Husbands are a flipping nightmare to buy for. Especially husbands that aren't interested in clothes, jewellery, reading, hobbies of any discription, sport......grrrr! Mines getting a mobile phone. It will probably sit in the cupboard or remain credit less and uncharged but I live in hope that he may use it. Many times I've lost him or needed to speak to him urgently and wished he had a phone. My iPhone is permanently glued to my hand but he a bit of a technophobe


Sent from my iPhone using Petguide.com Free App


----------



## Rolo n Buttons (Sep 22, 2012)

~LS~ said:


> Why would he need a gift, he already has ME!
> 
> Seriously, I'm a gift that keeps on giving!
> 
> ...


Lol!! 


Sent from my iPhone using Petguide.com Free App


----------



## Star's Mama (Aug 15, 2012)

I already spoil him the other 364 days a year. So hes getting a lump of coal.


----------



## miuccias (Aug 22, 2012)

Rolo'sMummy said:


> Husbands are a flipping nightmare to buy for. Especially husbands that aren't interested in clothes, jewellery, reading, hobbies of any discription, sport......grrrr! Mines getting a mobile phone. It will probably sit in the cupboard or remain credit less and uncharged but I live in hope that he may use it. Many times I've lost him or needed to speak to him urgently and wished he had a phone. My iPhone is permanently glued to my hand but he a bit of a technophobe


My husband doesn't like anything and he would never shop for himself except for socks I need to drag him shopping, but I am constantly buying him stuff because he loves everything I give him and although I am a shopaholic I am happier buying him stuff.

I hope your husband will use the phone or at least keep it charged with him the whole time, it is very important in case of emergencies.

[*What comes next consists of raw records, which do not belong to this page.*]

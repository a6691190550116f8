mod descriptor;

pub use descriptor::FontDescriptor;

use std::{collections::HashMap, path::PathBuf, sync::Arc};

use parking_lot::Mutex;

use crate::text::{TextMeasurer, TextMetrics};

type FxHashMap<K, V> = HashMap<K, V, fxhash::FxBuildHasher>;

/// A font descriptor resolved to a loaded face and a pixel size.
#[derive(Clone)]
pub struct ResolvedFont {
    pub id: fontdb::ID,
    pub font: Arc<fontdue::Font>,
    pub size: f32,
}

/// Font engine backed by `fontdb` for face lookup and `fontdue` for metrics.
///
/// Faces are parsed lazily the first time a descriptor resolves to them.
/// State sits behind a `Mutex` so measuring only needs `&self`.
///
/// Loading or removing fonts forgets every resolved descriptor. Callers that
/// keep a [`crate::text::MeasureCache`] keyed by descriptors must clear it
/// as well.
pub struct FontBook {
    inner: Mutex<FontBookInner>,
}

struct FontBookInner {
    font_db: fontdb::Database,
    /// Not all faces in `font_db` are necessarily loaded here.
    loaded_font: FxHashMap<fontdb::ID, Arc<fontdue::Font>>,
    /// descriptor string -> matching face, `None` when nothing matches.
    resolved: FxHashMap<String, Option<(fontdb::ID, f32)>>,
}

impl Default for FontBook {
    fn default() -> Self {
        Self::new()
    }
}

impl FontBook {
    /// Creates a book without any fonts.
    pub fn new() -> Self {
        Self {
            inner: Mutex::new(FontBookInner {
                font_db: fontdb::Database::new(),
                loaded_font: HashMap::with_hasher(fxhash::FxBuildHasher::default()),
                resolved: HashMap::with_hasher(fxhash::FxBuildHasher::default()),
            }),
        }
    }
}

/// Loading fonts.
impl FontBook {
    pub fn load_font_binary(&self, data: impl Into<Vec<u8>>) {
        let mut inner = self.inner.lock();
        inner.font_db.load_font_data(data.into());
        inner.resolved.clear();
    }

    pub fn load_font_file(&self, path: PathBuf) -> Result<(), std::io::Error> {
        let mut inner = self.inner.lock();
        inner.font_db.load_font_file(path)?;
        inner.resolved.clear();
        Ok(())
    }

    pub fn load_fonts_dir(&self, dir: PathBuf) {
        let mut inner = self.inner.lock();
        inner.font_db.load_fonts_dir(dir);
        inner.resolved.clear();
    }

    pub fn load_system_fonts(&self) {
        let mut inner = self.inner.lock();
        inner.font_db.load_system_fonts();
        inner.resolved.clear();
    }

    pub fn remove_face(&self, id: fontdb::ID) {
        let mut inner = self.inner.lock();
        inner.font_db.remove_face(id);
        inner.loaded_font.remove(&id);
        inner.resolved.clear();
    }

    /// Sets the face used for the generic `sans-serif` family.
    pub fn set_sans_serif_family(&self, family: impl Into<String>) {
        let mut inner = self.inner.lock();
        inner.font_db.set_sans_serif_family(family);
        inner.resolved.clear();
    }

    /// Sets the face used for the generic `serif` family.
    pub fn set_serif_family(&self, family: impl Into<String>) {
        let mut inner = self.inner.lock();
        inner.font_db.set_serif_family(family);
        inner.resolved.clear();
    }

    pub fn is_empty(&self) -> bool {
        self.inner.lock().font_db.is_empty()
    }

    /// Number of faces known to the database.
    pub fn len(&self) -> usize {
        self.inner.lock().font_db.len()
    }
}

/// Resolving descriptors.
impl FontBook {
    /// Finds the face a descriptor string selects, loading it if necessary.
    pub fn resolve(&self, descriptor: &str) -> Option<ResolvedFont> {
        let mut inner = self.inner.lock();

        let cached = inner.resolved.get(descriptor).copied();
        let (id, size) = match cached {
            Some(resolved) => resolved?,
            None => {
                let resolved = inner.query(descriptor);
                inner.resolved.insert(descriptor.to_string(), resolved);
                resolved?
            }
        };

        inner.font(id).map(|font| ResolvedFont { id, font, size })
    }
}

impl FontBookInner {
    fn query(&self, descriptor: &str) -> Option<(fontdb::ID, f32)> {
        let Some(parsed) = FontDescriptor::parse(descriptor) else {
            log::warn!("Font descriptor {:?} has no pixel size", descriptor);
            return None;
        };

        let families = parsed.query_families();
        let query = fontdb::Query {
            families: &families,
            weight: parsed.weight,
            stretch: fontdb::Stretch::Normal,
            style: parsed.style,
        };

        match self.font_db.query(&query) {
            Some(id) => Some((id, parsed.size)),
            None => {
                log::warn!("No face matches font descriptor {:?}", descriptor);
                None
            }
        }
    }

    fn font(&mut self, id: fontdb::ID) -> Option<Arc<fontdue::Font>> {
        use std::collections::hash_map::Entry;

        match self.loaded_font.entry(id) {
            Entry::Occupied(entry) => Some(Arc::clone(entry.get())),
            Entry::Vacant(entry) => {
                let font_result = self.font_db.with_face_data(id, |data, index| {
                    fontdue::Font::from_bytes(
                        data,
                        fontdue::FontSettings {
                            collection_index: index,
                            scale: 40.0,
                            load_substitutions: true,
                        },
                    )
                })?;

                match font_result {
                    Ok(font) => Some(Arc::clone(entry.insert(Arc::new(font)))),
                    Err(e) => {
                        log::error!("Failed to load font (id: {:?}): {}", id, e);
                        None
                    }
                }
            }
        }
    }
}

impl TextMeasurer for FontBook {
    /// Lays the characters out on one line with kerning and reports the
    /// advance, the inked bounds and the font's line metrics.
    fn measure_text(&self, text: &str, font: &str) -> TextMetrics {
        let Some(resolved) = self.resolve(font) else {
            return TextMetrics::default();
        };
        let px = resolved.size;

        let mut metrics = TextMetrics::default();
        if let Some(line) = resolved.font.horizontal_line_metrics(px) {
            metrics.font_bounding_box_ascent = line.ascent;
            metrics.font_bounding_box_descent = -line.descent;
        }

        let mut pen_x = 0.0;
        let mut previous: Option<char> = None;
        for ch in text.chars() {
            if let Some(left) = previous {
                pen_x += resolved.font.horizontal_kern(left, ch, px).unwrap_or(0.0);
            }
            let glyph = resolved.font.metrics(ch, px);

            if glyph.width > 0 && glyph.height > 0 {
                let left = pen_x + glyph.xmin as f32;
                let top = glyph.ymin as f32 + glyph.height as f32;
                metrics.actual_bounding_box_left = metrics.actual_bounding_box_left.max(-left);
                metrics.actual_bounding_box_right =
                    metrics.actual_bounding_box_right.max(left + glyph.width as f32);
                metrics.actual_bounding_box_ascent = metrics.actual_bounding_box_ascent.max(top);
                metrics.actual_bounding_box_descent =
                    metrics.actual_bounding_box_descent.max(-(glyph.ymin as f32));
            }

            pen_x += glyph.advance_width;
            previous = Some(ch);
        }
        metrics.width = pen_x;

        metrics
    }
}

Sent from my iPhone using Petguide.com Free App


----------



## woodard2009 (Aug 4, 2010)

~LS~ said:


> Why would he need a gift, he already has ME!
> 
> Seriously, I'm a gift that keeps on giving!
> 
> ...


You silly monkey LS!! I should have known you'd come up with something like this! Haha I feel the same way. I HATE SHOPPING FOR EVERYONE!! I know I don't have to get him anything & he'd be fine with that, but I know he's going to get me something because he loves to give & I don't want to feel guilty not getting him anything. Since he's asked for a new cell phone, that's what he's getting. If I come across something else that I know he'll like, I'll get it, but otherwise there will be no surprise for him!! Haha


----------



## intent2smile (Dec 4, 2011)

First and foremost hubby is getting JEANS! He has 2 pair of jeans and even though he is in work clothes 5 days out of the week and doesn't wear jeans much I am tired of every time I go to get him a pair of jeans both pair are in the dirty clothes. My mom gave me a code she had for Kohls cash so I will start his jeans for Christmas with that. He will also get socks because he goes through 15 pairs of socks every 2 months (and Jaxx gets lots of braided toys from his holey socks every 2 months.)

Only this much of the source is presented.